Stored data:

++++++

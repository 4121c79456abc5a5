use log::debug;
use serde::{Deserialize, Serialize};
use std::collections::BTreeMap;

/// Boundary for converting an extracted type text into a draft schema.
///
/// The engine treats type signatures as opaque strings; this trait is the
/// single point where those strings are interpreted. The input is the
/// right-hand side of a conceptual named type alias
/// (`type Payload = <type_text>`), the output a schema fragment. The
/// built-in [`TsTypeConverter`] can be swapped for another implementation
/// without touching the core.
pub trait TypeSchemaConverter {
    /// Converts `type_text` into a schema fragment. Conversion is
    /// best-effort: texts the converter cannot interpret degrade to an
    /// untyped object placeholder, never to an error.
    fn convert(&self, type_text: &str) -> Schema;
}

/// OpenAPI Schema fragment.
#[derive(Debug, Clone, PartialEq, Serialize, Deserialize)]
pub struct Schema {
    /// The type of the schema (string, number, boolean, object, array)
    #[serde(rename = "type", skip_serializing_if = "Option::is_none")]
    pub schema_type: Option<String>,
    /// Properties for object types
    #[serde(skip_serializing_if = "Option::is_none")]
    pub properties: Option<BTreeMap<String, Schema>>,
    /// Required property names for object types
    #[serde(skip_serializing_if = "Option::is_none")]
    pub required: Option<Vec<String>>,
    /// Items schema for array types
    #[serde(skip_serializing_if = "Option::is_none")]
    pub items: Option<Box<Schema>>,
    /// Alternative schemas for union types
    #[serde(rename = "oneOf", skip_serializing_if = "Option::is_none")]
    pub one_of: Option<Vec<Schema>>,
    /// Whether null is an accepted value
    #[serde(skip_serializing_if = "Option::is_none")]
    pub nullable: Option<bool>,
}

impl Schema {
    /// A schema holding only a primitive type name.
    pub fn of_type(type_name: &str) -> Self {
        Schema {
            schema_type: Some(type_name.to_string()),
            properties: None,
            required: None,
            items: None,
            one_of: None,
            nullable: None,
        }
    }

    /// The fallback for type texts that cannot be interpreted: an untyped
    /// object.
    pub fn object_placeholder() -> Self {
        Schema::of_type("object")
    }

    fn empty() -> Self {
        Schema {
            schema_type: None,
            properties: None,
            required: None,
            items: None,
            one_of: None,
            nullable: None,
        }
    }
}

/// Best-effort structural converter for TypeScript type texts.
///
/// Understands the shapes the analyzer produces (primitives, literal
/// types, object types, arrays, unions) plus the `Array<T>` spelling and
/// nullable unions. Named types it cannot resolve (the engine does no
/// cross-file alias resolution) degrade to an object placeholder.
pub struct TsTypeConverter;

impl TypeSchemaConverter for TsTypeConverter {
    fn convert(&self, type_text: &str) -> Schema {
        debug!("Converting type text: {}", type_text);
        parse_type(type_text)
    }
}

fn parse_type(text: &str) -> Schema {
    let text = text.trim();
    if text.is_empty() {
        return Schema::object_placeholder();
    }

    // Unions first: split on `|` at nesting depth zero.
    let branches = split_top_level(text, '|');
    if branches.len() > 1 {
        return union_schema(branches);
    }

    // Fully parenthesized types unwrap to their inner type.
    if let Some(inner) = unwrap_parentheses(text) {
        return parse_type(inner);
    }

    // Array spellings: `T[]` and `Array<T>`.
    if let Some(element) = array_element(text) {
        let mut schema = Schema::of_type("array");
        schema.items = Some(Box::new(parse_type(element)));
        return schema;
    }

    // Object types: `{ name: T; other?: U }`.
    if text.starts_with('{') && text.ends_with('}') {
        return object_schema(&text[1..text.len() - 1]);
    }

    primitive_schema(text)
}

fn union_schema(branches: Vec<&str>) -> Schema {
    let mut nullable = false;
    let mut alternatives: Vec<Schema> = Vec::new();

    for branch in branches {
        let branch = branch.trim();
        if branch == "null" || branch == "undefined" {
            nullable = true;
            continue;
        }
        let schema = parse_type(branch);
        if !alternatives.contains(&schema) {
            alternatives.push(schema);
        }
    }

    let mut schema = match alternatives.len() {
        0 => Schema::empty(),
        1 => alternatives.remove(0),
        _ => {
            let mut combined = Schema::empty();
            combined.one_of = Some(alternatives);
            combined
        }
    };

    if nullable {
        schema.nullable = Some(true);
    }
    schema
}

fn object_schema(members_text: &str) -> Schema {
    let mut properties = BTreeMap::new();
    let mut required = Vec::new();

    for member in split_members(members_text) {
        let member = member.trim();
        if member.is_empty() || member.starts_with('[') {
            // Index signatures carry no property name to document.
            continue;
        }
        let Some(colon) = find_top_level(member, ':') else {
            continue;
        };

        let raw_name = member[..colon].trim();
        let optional = raw_name.ends_with('?');
        let name = raw_name
            .trim_end_matches('?')
            .trim_matches(['\'', '"'])
            .to_string();

        properties.insert(name.clone(), parse_type(&member[colon + 1..]));
        if !optional {
            required.push(name);
        }
    }

    let mut schema = Schema::of_type("object");
    schema.properties = Some(properties);
    if !required.is_empty() {
        schema.required = Some(required);
    }
    schema
}

fn primitive_schema(text: &str) -> Schema {
    match text {
        "string" => Schema::of_type("string"),
        "number" => Schema::of_type("number"),
        "boolean" | "true" | "false" => Schema::of_type("boolean"),
        "null" | "undefined" => {
            let mut schema = Schema::empty();
            schema.nullable = Some(true);
            schema
        }
        _ => {
            // Literal types widen to their primitive.
            if text.starts_with('\'') || text.starts_with('"') || text.starts_with('`') {
                return Schema::of_type("string");
            }
            if text.parse::<f64>().is_ok() {
                return Schema::of_type("number");
            }
            debug!("Unresolvable type text {:?}, using object placeholder", text);
            Schema::object_placeholder()
        }
    }
}

/// Splits `text` on `separator` occurrences at nesting depth zero.
fn split_top_level(text: &str, separator: char) -> Vec<&str> {
    let mut parts = Vec::new();
    let mut depth = 0i32;
    let mut start = 0;
    let mut previous = '\0';

    for (idx, ch) in text.char_indices() {
        match ch {
            '{' | '[' | '(' | '<' => depth += 1,
            '}' | ']' | ')' => depth -= 1,
            '>' if previous != '=' => depth -= 1,
            c if c == separator && depth == 0 => {
                parts.push(&text[start..idx]);
                start = idx + ch.len_utf8();
            }
            _ => {}
        }
        previous = ch;
    }

    parts.push(&text[start..]);
    parts
}

/// Splits object members on `;` and `,` at nesting depth zero.
fn split_members(text: &str) -> Vec<&str> {
    split_top_level(text, ';')
        .into_iter()
        .flat_map(|part| split_top_level(part, ','))
        .collect()
}

fn find_top_level(text: &str, needle: char) -> Option<usize> {
    let mut depth = 0i32;
    let mut previous = '\0';

    for (idx, ch) in text.char_indices() {
        match ch {
            '{' | '[' | '(' | '<' => depth += 1,
            '}' | ']' | ')' => depth -= 1,
            '>' if previous != '=' => depth -= 1,
            c if c == needle && depth == 0 => return Some(idx),
            _ => {}
        }
        previous = ch;
    }

    None
}

/// Unwraps `(T)` to `T` when the parentheses span the whole text.
fn unwrap_parentheses(text: &str) -> Option<&str> {
    if !text.starts_with('(') || !text.ends_with(')') {
        return None;
    }

    let mut depth = 0i32;
    for (idx, ch) in text.char_indices() {
        match ch {
            '(' => depth += 1,
            ')' => {
                depth -= 1;
                if depth == 0 && idx != text.len() - 1 {
                    // The opening parenthesis closes early; this is not a
                    // fully wrapped type.
                    return None;
                }
            }
            _ => {}
        }
    }

    Some(&text[1..text.len() - 1])
}

/// Recognizes the `T[]` and `Array<T>` spellings and returns the element
/// type text.
fn array_element(text: &str) -> Option<&str> {
    if let Some(prefix) = text.strip_suffix("[]") {
        if !prefix.is_empty() {
            return Some(prefix);
        }
    }

    text.strip_prefix("Array<")
        .and_then(|rest| rest.strip_suffix('>'))
        .filter(|inner| !inner.is_empty())
}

++++++

» Work item
An exact copy of the data is needed, running from its first line through the line that holds "input is the", and nothing beyond that.

» Solution
repository 4121c79456abc5a5
use log::debug;
use serde::{Deserialize, Serialize};
use std::collections::BTreeMap;

/// Boundary for converting an extracted type text into a draft schema.
///
/// The engine treats type signatures as opaque strings; this trait is the
/// single point where those strings are interpreted. The input is the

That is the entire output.